Wood has allowed himself to be convinced that the mind is so much the product of social interaction that the ideas that derive from its cognitive operations cannot tell us anything about historical reality…. If one were to follow Wood's advice to its logical conclusion, intellectual history would become not the history of ideas but of opinions and interpretations, and the historian would have no way of judging the accuracy or rightfulness of such opinions and interpretations.

Yet Wood gets angry when his own premises and interpretations are attacked—as though he were somehow in the right. He might deny that John Adams could learn the same things that Cicero or Marsilius did from reading Aristotle's Politics. Yet Adams thought that he could. In short, Adams and the other founders disagreed with Wood's bedrock historical premise. As a result, his assumptions limit his vision, disabling him from giving a full account of the American Revolution and the ideas that animated it; disabling him, indeed, from giving a consistent defense of his own laudable researches.

The Future of the Past

These difficulties make interesting Wood's more recent expressions of dismay over multiculturalism and postmodernism. His own commitment to seeing political ideas as transient products of historical and social context leaves him, finally, no grounds of resistance to the intellectual corruption of our time. He arrives unarmed at conferences and faculty meetings. He betrays this here and there with a throwaway phrase. In a 1981 review of Oscar Handlin's Truth in History, Wood writes: "[A]s we wait for modernism to engulf us, we can only carry on our historian's business as best we can, clinging to Handlin's belief that ‘truth resides in the small pieces that together form the record.'" But Wood never gives the sense that these small pieces will ever fit together into a larger whole, which could correct or instruct us about our present circumstances. For him, political thought remains not even a large jigsaw puzzle, but an ever-changing kaleidoscope. His criticism of multiculturalism is thus of a piece with his dismissal of natural rights. He dislikes the former because it suggests that a culture cannot, or should not, cohere as a historical whole. He scorns the latter because it implies that rights are beyond culture. He has no truck with either conclusion. For him, cultures are comprehensive wholes, and they are constantly evolving.

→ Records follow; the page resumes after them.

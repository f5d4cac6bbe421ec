use chrono::{NaiveDate, NaiveTime};
use serde::{Deserialize, Serialize};
use sqlx::FromRow;
use utoipa::ToSchema;
use validator::{Validate, ValidationError};

/// Request payload for scheduling a class
#[derive(Debug, Clone, Serialize, Deserialize, Validate, ToSchema)]
pub struct CreateClassRequest {
    #[validate(
        length(min = 1, max = 255, message = "Class name is required"),
        custom(function = "super::validate_not_blank")
    )]
    pub class_name: String,

    pub trainer_id: i64,

    pub date: NaiveDate,

    /// Start time, `HH:MM` (24h)
    #[validate(custom(function = "validate_start_time"))]
    pub time: String,

    #[validate(range(min = 30, max = 180))]
    pub duration: i64,

    #[validate(range(min = 1, max = 30))]
    pub max_capacity: i64,
}

impl CreateClassRequest {
    /// Start time normalised to `HH:MM`.
    pub fn normalized_time(&self) -> Option<String> {
        parse_start_time(&self.time).map(|t| t.format("%H:%M").to_string())
    }
}

fn parse_start_time(value: &str) -> Option<NaiveTime> {
    let value = value.trim();
    NaiveTime::parse_from_str(value, "%H:%M")
        .or_else(|_| NaiveTime::parse_from_str(value, "%H:%M:%S"))
        .ok()
}

fn validate_start_time(value: &str) -> Result<(), ValidationError> {
    if parse_start_time(value).is_some() {
        Ok(())
    } else {
        let mut error = ValidationError::new("invalid_time");
        error.message = Some("Time must be HH:MM".into());
        Err(error)
    }
}

/// Class joined with its trainer and its live seat count
#[derive(Debug, Clone, Serialize, Deserialize, FromRow, ToSchema)]
pub struct ClassListing {
    pub id: i64,
    pub class_name: String,
    pub trainer_id: i64,
    pub trainer_name: String,
    pub date: NaiveDate,
    pub time: String,
    pub duration: i64,
    pub max_capacity: i64,
    /// Confirmed bookings
    pub current_bookings: i64,
    pub available_spots: i64,
}

impl ClassListing {
    pub fn is_full(&self) -> bool {
        self.current_bookings >= self.max_capacity
    }
}
use chrono::{Days, NaiveDate};
use rand::Rng;
use rand::seq::SliceRandom;
use sqlx::SqlitePool;

use crate::dto::workout::EXERCISES;
use crate::error::Result;
use crate::models::MembershipType;

/// (name, email, phone, plan, days since the membership started)
const DEMO_MEMBERS: [(&str, &str, &str, MembershipType, u64); 5] = [
    ("Kim Cheolsu", "kim@email.com", "010-1234-5678", MembershipType::Premium, 360),
    ("Lee Younghee", "lee@email.com", "010-2345-6789", MembershipType::General, 60),
    ("Park Minsu", "park@email.com", "010-3456-7890", MembershipType::Premium, 100),
    ("Choi Jieun", "choi@email.com", "010-4567-8901", MembershipType::General, 182),
    ("Jung Daeho", "jung@email.com", "010-5678-9012", MembershipType::Vip, 30),
];

/// (name, specialty, experience years, rating)
const DEMO_TRAINERS: [(&str, &str, i64, f64); 4] = [
    ("Coach Kim", "Weight training", 5, 4.8),
    ("Coach Lee", "Yoga/Pilates", 3, 4.7),
    ("Coach Park", "CrossFit", 7, 4.9),
    ("Coach Choi", "Swimming", 4, 4.6),
];

/// (class name, index into DEMO_TRAINERS, days from today, time, duration, capacity)
const DEMO_CLASSES: [(&str, usize, u64, &str, i64, i64); 4] = [
    ("Morning yoga", 1, 1, "07:00", 60, 15),
    ("Lunch CrossFit", 2, 1, "12:00", 45, 12),
    ("Evening weights", 0, 1, "19:00", 90, 8),
    ("Swimming lesson", 3, 2, "10:00", 60, 10),
];

pub const DEMO_WORKOUT_COUNT: usize = 50;

#[derive(Debug, Clone, PartialEq)]
pub struct DemoWorkout {
    pub member_id: i64,
    pub exercise_name: &'static str,
    pub sets: i64,
    pub reps: i64,
    pub weight: f64,
    pub duration: i64,
    pub calories_burned: i64,
    pub date: NaiveDate,
}

/// Random workouts spread over the 30 days before `today`.
pub fn demo_workouts<R: Rng>(rng: &mut R, member_ids: &[i64], today: NaiveDate) -> Vec<DemoWorkout> {
    if member_ids.is_empty() {
        return Vec::new();
    }

    (0..DEMO_WORKOUT_COUNT)
        .filter_map(|_| {
            let member_id = *member_ids.choose(rng)?;
            let exercise_name = *EXERCISES.choose(rng)?;
            let date = today.checked_sub_days(Days::new(rng.gen_range(1..=30)))?;

            Some(DemoWorkout {
                member_id,
                exercise_name,
                sets: rng.gen_range(3..=5),
                reps: rng.gen_range(8..=15),
                weight: f64::from(rng.gen_range(20..=100_i32)),
                duration: rng.gen_range(30..=90),
                calories_burned: rng.gen_range(150..=400),
                date,
            })
        })
        .collect()
}

fn days_before(today: NaiveDate, days: u64) -> NaiveDate {
    today.checked_sub_days(Days::new(days)).unwrap_or(today)
}

fn days_after(today: NaiveDate, days: u64) -> NaiveDate {
    today.checked_add_days(Days::new(days)).unwrap_or(today)
}

/// Insert demo members, trainers, workouts and classes into an empty database.
///
/// Does nothing and returns `false` when at least one member already exists.
pub async fn seed_demo_data(pool: &SqlitePool, today: NaiveDate) -> Result<bool> {
    let mut tx = pool.begin().await?;

    let existing = sqlx::query_scalar::<_, i64>("SELECT COUNT(*) FROM members")
        .fetch_one(&mut *tx)
        .await?;

    if existing > 0 {
        tracing::debug!(existing, "Members present, skipping demo data");
        return Ok(false);
    }

    let mut member_ids = Vec::with_capacity(DEMO_MEMBERS.len());
    for (name, email, phone, membership_type, started_days_ago) in DEMO_MEMBERS {
        let start_date = days_before(today, started_days_ago);
        let id = sqlx::query_scalar::<_, i64>(
            r#"
            INSERT INTO members (name, email, phone, membership_type, start_date, end_date)
            VALUES (?, ?, ?, ?, ?, ?)
            RETURNING id
            "#,
        )
        .bind(name)
        .bind(email)
        .bind(phone)
        .bind(membership_type)
        .bind(start_date)
        .bind(membership_type.end_date(start_date))
        .fetch_one(&mut *tx)
        .await?;
        member_ids.push(id);
    }

    let mut trainer_ids = Vec::with_capacity(DEMO_TRAINERS.len());
    for (name, specialty, experience_years, rating) in DEMO_TRAINERS {
        let id = sqlx::query_scalar::<_, i64>(
            r#"
            INSERT INTO trainers (name, specialty, experience_years, rating)
            VALUES (?, ?, ?, ?)
            RETURNING id
            "#,
        )
        .bind(name)
        .bind(specialty)
        .bind(experience_years)
        .bind(rating)
        .fetch_one(&mut *tx)
        .await?;
        trainer_ids.push(id);
    }

    let workouts = demo_workouts(&mut rand::thread_rng(), &member_ids, today);
    for workout in &workouts {
        sqlx::query(
            r#"
            INSERT INTO workout_records
                (member_id, exercise_name, sets, reps, weight, duration, calories_burned, date)
            VALUES (?, ?, ?, ?, ?, ?, ?, ?)
            "#,
        )
        .bind(workout.member_id)
        .bind(workout.exercise_name)
        .bind(workout.sets)
        .bind(workout.reps)
        .bind(workout.weight)
        .bind(workout.duration)
        .bind(workout.calories_burned)
        .bind(workout.date)
        .execute(&mut *tx)
        .await?;
    }

    for (class_name, trainer, days_ahead, time, duration, max_capacity) in DEMO_CLASSES {
        sqlx::query(
            r#"
            INSERT INTO classes (class_name, trainer_id, date, time, duration, max_capacity)
            VALUES (?, ?, ?, ?, ?, ?)
            "#,
        )
        .bind(class_name)
        .bind(trainer_ids[trainer])
        .bind(days_after(today, days_ahead))
        .bind(time)
        .bind(duration)
        .bind(max_capacity)
        .execute(&mut *tx)
        .await?;
    }

    tx.commit().await?;

    tracing::info!(
        members = member_ids.len(),
        trainers = trainer_ids.len(),
        workouts = workouts.len(),
        classes = DEMO_CLASSES.len(),
        "Seeded demo data"
    );

    Ok(true)
}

The most important reason for Wood's wide, enduring appeal is that he cast a much-deserved spotlight on the ways in which classical republican thought infused the founding. Such an inquiry was a needed corrective to the view of America as a wholly modern, wholly liberal regime indifferent to public considerations of virtue. His approach might yield a new synthesis or at least combination of ancient and modern strands of political thought. But though his work raises the question, he does not, and cannot, answer it. In Wood's recreation of the political thought of the founding, the idea of natural right (whether understood in ancient or modern terms) goes missing in action.

As a historian, Wood has many virtues. He writes with becoming modesty. As much as possible, he lets his sources do the talking. But that is what makes the limits of his vision all the more frustrating. His "objective" approach to history simplifies the past in order to make it more susceptible to interpretation. His historicism leads him to affect an apolitical posture when writing about deeply political things. An "objective" historian is not supposed to make value judgments. That is partly what he has in mind when he writes that historians cannot pay attention to philosophers if they are to do their work. This is a pity, for the political philosophers he disdains agree with him to a large extent that the tension between classical republican virtue and modern liberalism is a crucial question for understanding—and preserving—America. Yet those scholars of philosophy speak of moral reason and moral argument, not "value judgments."

By its ambition and scope, Wood's body of work will remain preeminent for some time in the historiography of the American Founding. But it begs to be superseded by an equally large-scale treatment that does not shy away from treating the founders as thinkers and statesmen, rather than as 18th-century ideologues.